How to cope with the problem of validating a relatiship between two
phenomena? The **first approach** could be an EDA - **Exploratory Data
Analysis**, which basically means producing some plots and trying to
indicate something from them. The plus of this solution is the visual
aspect: you can clearly see the trend of (or a lack of thereof) of a
popularity for a given programming language and for most people it is
easier to read plots than just bare tables. The somewhat hindering side
of the method to unravel causality is its qualitative character - there
is no statistic/test indicating whether your conclusions on the basis of
plots are correct or not.
The **second approach** a qualitative one: a **Granger causality**.
*Wait a minute,* you may ask, *there’s a specific type of causality?*
Basically saying, yup. Granger causality, proposed in 1969, determines
whether one time series is helpful in forecasting another time series.
Therefore, this type of causality is called a *predictive causality*.
Note that the question: *Does one phenomenon is a cause of another one?*
is different from what Granger causality measures: here you only use
past values of a given variable and try to use them to forecast the
future values of another phenomenon, just like building a forecasting
model. That means that **Granger causality is not and does not indicate
causality between two phenomena**. Nonetheless, it may indicate a
relationship either resulting from the third factor influencing the two
observed ones or that one variable is really an effect of the other. It
is nonetheless impossible to identify it on the basis of the Granger
causality test itself.
### Data
Data from this analysis, comes from two sources: (quite obviously) Stack
Overflow and Kaggle (surprise\!). [Kaggle](https://github.com/dgwozdz/HN_SO_analysis/blob/master/https://www.kaggle.com/) is a
website which organizes competitons for data scientists/analysts which
goal is to build the best predictive model for a given phenomenom based
on shared data set(s). It also provides some data sets which are not
strictly for competitions but can be used in EDA (Exploratory Data
Analysis). The data utilised in this analysis with regard to Hacker News
comes from [the latter](https://github.com/dgwozdz/HN_SO_analysis/blob/master/http://kaggle.com/hacker-news/hacker-news).

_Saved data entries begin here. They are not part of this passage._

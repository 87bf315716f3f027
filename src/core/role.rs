//! Organization roles and what each of them may do.
//!
//! Every role that enters targets is reviewed by the role directly above it.
//! Permissions are a static capability table instead of per-screen branching.

use crate::core::approval::ApprovalAction;
use sea_orm::entity::prelude::*;
use serde::{Deserialize, Serialize};
use std::{fmt, str::FromStr};

/// Position of an actor in the sales organization.
#[derive(
    Clone,
    Copy,
    Debug,
    PartialEq,
    Eq,
    Hash,
    EnumIter,
    DeriveActiveEnum,
    Serialize,
    Deserialize,
)]
#[sea_orm(rs_type = "String", db_type = "String(StringLen::N(16))")]
#[serde(rename_all = "snake_case")]
pub enum Role {
    /// Enters targets for their own territory
    #[sea_orm(string_value = "sales_rep")]
    SalesRep,
    /// Territory Business Manager
    #[sea_orm(string_value = "tbm")]
    Tbm,
    /// Area Business Manager
    #[sea_orm(string_value = "abm")]
    Abm,
    /// Zonal Business Manager
    #[sea_orm(string_value = "zbm")]
    Zbm,
    /// Top of the approval chain
    #[sea_orm(string_value = "sales_head")]
    SalesHead,
    /// Maintains the catalog and reference figures
    #[sea_orm(string_value = "admin")]
    Admin,
}

/// What a role is allowed to do.
#[derive(Clone, Copy, Debug, PartialEq, Eq)]
#[allow(clippy::struct_excessive_bools)]
pub struct Capabilities {
    /// May own target lines and enter current-year figures
    pub enters_targets: bool,
    /// May review (approve, reject, correct) the lines of the role below
    pub approves: bool,
    /// May create categories and products
    pub manages_catalog: bool,
    /// May set last-year and AOP figures
    pub sets_reference_figures: bool,
}

impl Role {
    /// Lowercase role name as stored.
    #[must_use]
    pub const fn as_str(self) -> &'static str {
        match self {
            Self::SalesRep => "sales_rep",
            Self::Tbm => "tbm",
            Self::Abm => "abm",
            Self::Zbm => "zbm",
            Self::SalesHead => "sales_head",
            Self::Admin => "admin",
        }
    }

    /// The role that reviews targets entered by this role.
    #[must_use]
    pub const fn approver(self) -> Option<Self> {
        match self {
            Self::SalesRep => Some(Self::Tbm),
            Self::Tbm => Some(Self::Abm),
            Self::Abm => Some(Self::Zbm),
            Self::Zbm => Some(Self::SalesHead),
            Self::SalesHead | Self::Admin => None,
        }
    }

    /// Capability table.
    #[must_use]
    pub const fn capabilities(self) -> Capabilities {
        match self {
            Self::SalesRep => Capabilities {
                enters_targets: true,
                approves: false,
                manages_catalog: false,
                sets_reference_figures: false,
            },
            Self::Tbm | Self::Abm | Self::Zbm => Capabilities {
                enters_targets: true,
                approves: true,
                manages_catalog: false,
                sets_reference_figures: false,
            },
            Self::SalesHead => Capabilities {
                enters_targets: false,
                approves: true,
                manages_catalog: false,
                sets_reference_figures: false,
            },
            Self::Admin => Capabilities {
                enters_targets: false,
                approves: false,
                manages_catalog: true,
                sets_reference_figures: true,
            },
        }
    }

    /// Whether this role may take `action` at all. Whether it may take it on a
    /// particular line also depends on ownership and reporting lines.
    #[must_use]
    pub const fn permits(self, action: ApprovalAction) -> bool {
        let caps = self.capabilities();
        if action.is_review() {
            caps.approves
        } else {
            caps.enters_targets
        }
    }

    /// Whether `self` is the role that reviews lines owned by `owner`.
    #[must_use]
    pub fn reviews(self, owner: Self) -> bool {
        owner.approver() == Some(self)
    }
}

impl fmt::Display for Role {
    fn fmt(&self, f: &mut fmt::Formatter<'_>) -> fmt::Result {
        f.write_str(self.as_str())
    }
}

impl FromStr for Role {
    type Err = crate::errors::Error;

    fn from_str(s: &str) -> crate::errors::Result<Self> {
        match s.trim().to_lowercase().as_str() {
            "sales_rep" | "rep" => Ok(Self::SalesRep),
            "tbm" => Ok(Self::Tbm),
            "abm" => Ok(Self::Abm),
            "zbm" => Ok(Self::Zbm),
            "sales_head" | "head" => Ok(Self::SalesHead),
            "admin" => Ok(Self::Admin),
            other => Err(crate::errors::Error::Config {
                message: format!("Unknown role: {other}"),
            }),
        }
    }
}

#[cfg(test)]
mod tests {
    #![allow(clippy::unwrap_used)]
    use super::*;

    #[test]
    fn test_approval_chain() {
        let mut chain = vec![Role::SalesRep];
        while let Some(next) = chain.last().and_then(|r| r.approver()) {
            chain.push(next);
        }
        assert_eq!(
            chain,
            vec![Role::SalesRep, Role::Tbm, Role::Abm, Role::Zbm, Role::SalesHead]
        );
        assert_eq!(Role::Admin.approver(), None);
    }

    #[test]
    fn test_reviews_only_direct_level() {
        assert!(Role::Tbm.reviews(Role::SalesRep));
        assert!(!Role::Abm.reviews(Role::SalesRep));
        assert!(!Role::SalesRep.reviews(Role::SalesRep));
        assert!(Role::SalesHead.reviews(Role::Zbm));
    }

    #[test]
    fn test_permits() {
        assert!(Role::SalesRep.permits(ApprovalAction::Submit));
        assert!(!Role::SalesRep.permits(ApprovalAction::Approve));
        assert!(Role::Tbm.permits(ApprovalAction::Approve));
        assert!(Role::Tbm.permits(ApprovalAction::Submit));
        assert!(!Role::SalesHead.permits(ApprovalAction::Submit));
        assert!(!Role::Admin.permits(ApprovalAction::Reject));
        assert!(Role::Admin.capabilities().sets_reference_figures);
    }

    #[test]
    fn test_parse_role() {
        assert_eq!("TBM".parse::<Role>().unwrap(), Role::Tbm);
        assert_eq!("sales_rep".parse::<Role>().unwrap(), Role::SalesRep);
        assert!("intern".parse::<Role>().is_err());
    }
}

Variables regarding Stack Overflow comes from queries utilized in [Stack
Exchange Data Explorer](https://github.com/dgwozdz/HN_SO_analysis/blob/master/http://data.stackexchange.com/stackoverflow)
which allows anyone interested to write SQL queries for Stack Overflow
as well as other Stack databases. The data were gathered from the period
**15
th September 2008 - 31
st December 2017.**
The programming languages or technologies which were examined include:
C, C++, C\#, Cobol, CSS, D3.js, R, Delphi, Fortran, Hadoop, HTML, Java,
Javascript, JQuery, Pascal, Perl, Python, PHP, Ruby, Rust, Scala, Shell,
Spark, SQL, Swift, Tensorflow, VBA. The choice of technologies was
arbitrary.
The data from portals were assigned specific colors:
grey for Stack Overflow,
orange for Hacker News. Those colours
are consistent with the ones used later on so that it would be easier to
identify the source of data (Stack Overflow or Hacker News).
## 3\. Exploratory Data Analysis
One of the ideas with regard to examining causality included checking
cumulative plots. Cumulative plots show aggregated value of a given
measure to a given date. For example, if we have data in such a form:
| Date | Value |
| ---------- | :---: |
| 2018-01-01 | 1 |
| 2018-01-02 | 2 |
| 2018-01-03 | 3 |
Then the cumulative value would be sum of all the values up to a given
date:
| Date | Value | Cumulative value |
| ---------- | :---: | ---------------: |
| 2018-01-01 | 1 | 1 |
| 2018-01-02 | 2 | 3 |
| 2018-01-03 | 3 | 6 |
### 3.0 C\# [](https://github.com/dgwozdz/HN_SO_analysis/blob/master/#)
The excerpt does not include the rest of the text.